The technique is key, he said, because it combines the superb terahertz absorption properties of metallic nanotubes and the unique electronic properties of semiconducting nanotubes. This allowed the researchers to create a photo detector that does not require power to operate, with performance comparable to existing technology.

The 150-micron-wide, 2-millimeter-long films of aligned carbon nanotubes were grown by He from 2-micron-wide lines of catalyst. The resulting film was doped to create a positive/negative junction and attached to  Teflon backing and gold electrodes for testing. “The structure is very compact and combines the absorber, the thermometer and polarizer that terahertz detectors require into one piece of film,” He said.

Next, the researchers need to integrate an independent terahertz radiation generator with the detector for applications that require a source, Léonard said. The team also needs to incorporate electronics into the system and to further improve properties of the carbon nanotube material.

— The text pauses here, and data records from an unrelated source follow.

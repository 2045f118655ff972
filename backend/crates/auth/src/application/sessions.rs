//! Session Management Use Cases
//!
//! Listing a user's live sessions and revoking a single one by ID.

use std::sync::Arc;

use platform::clock::Clock;
use uuid::Uuid;

use crate::domain::entity::Session;
use crate::domain::repository::SessionStore;
use crate::domain::value_object::UserId;
use crate::error::{AuthError, AuthResult};

/// List sessions use case
pub struct ListSessionsUseCase<S>
where
    S: SessionStore,
{
    sessions: Arc<S>,
    clock: Arc<dyn Clock>,
}

impl<S> ListSessionsUseCase<S>
where
    S: SessionStore,
{
    pub fn new(sessions: Arc<S>, clock: Arc<dyn Clock>) -> Self {
        Self { sessions, clock }
    }

    /// List the user's live sessions, newest first
    pub async fn execute(&self, identity_id: &UserId) -> AuthResult<Vec<Session>> {
        self.sessions
            .list_active_for_user(identity_id, self.clock.now())
            .await
    }
}

/// Revoke a single session by ID
pub struct RevokeSessionUseCase<S>
where
    S: SessionStore,
{
    sessions: Arc<S>,
}

impl<S> RevokeSessionUseCase<S>
where
    S: SessionStore,
{
    pub fn new(sessions: Arc<S>) -> Self {
        Self { sessions }
    }

    /// Revoke the given session if it belongs to the caller
    ///
    /// A session owned by someone else reads as not found, so session IDs
    /// cannot be probed across accounts.
    pub async fn execute(&self, identity_id: &UserId, session_id: Uuid) -> AuthResult<()> {
        let session = self
            .sessions
            .find_by_id(session_id)
            .await?
            .ok_or(AuthError::SessionNotFound)?;

        if session.identity_id != *identity_id {
            return Err(AuthError::SessionNotFound);
        }

        self.sessions.invalidate_by_id(session_id).await?;

        tracing::info!(user_id = %identity_id, session_id = %session_id, "Session revoked");
        Ok(())
    }
}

A nanotube detector attached to two gold electrodes
A nanotube detector attached to two gold electrodes is able to detect terahertz waves. The nanotubes are doped to provide negative and positive regions. The detector developed by Rice University, Sandia National Laboratories and the Tokyo Institute of Technology could improve many imaging applications. (Credit: Kono Laboratory/Rice University)

The project’s contributors included researchers taking part in NanoJapan, a 12-week summer program that enables freshman and sophomore physics and engineering students from U.S. universities to complete nanoscience research internships in Japan. NanoJapan is funded by the National Science Foundation through the TeraNano collaboration based at Rice and Tokyo Tech. Such research collaborations and international outreach are among Rice’s Priorities for the New Century.

“A hallmark of this international research collaboration is the emphasis it places on training the next generation of terahertz nanoscience researchers,” Kono said. “NanoJapan tightly integrates the international experience with students’ academic programs by providing hands-on opportunities to acquire technical skills and knowledge associated with cutting-edge nanoscience and optics research projects.”

Co-authors are Rice graduate students Qi Zhang, Weilu Gao and undergradute Qijia Jiang; Naoki Fujimura and Yukio Kawano of the Tokyo Institute of Technology; NanoJapan participant Meagan Lloyd of Carnegie Mellon University; Kristopher Erickson and Alec Talin of Sandia National Laboratories; and Hauge, a distinguished faculty fellow in chemistry at Rice. Kono is a professor of electrical and computer engineering and of physics and astronomy.

The Department of Energy, the National Institute for Nano Engineering at Sandia National Laboratories, the Lockheed-Martin Rice University LANCER program, the National Science Foundation and the Robert A. Welch Foundation funded the research.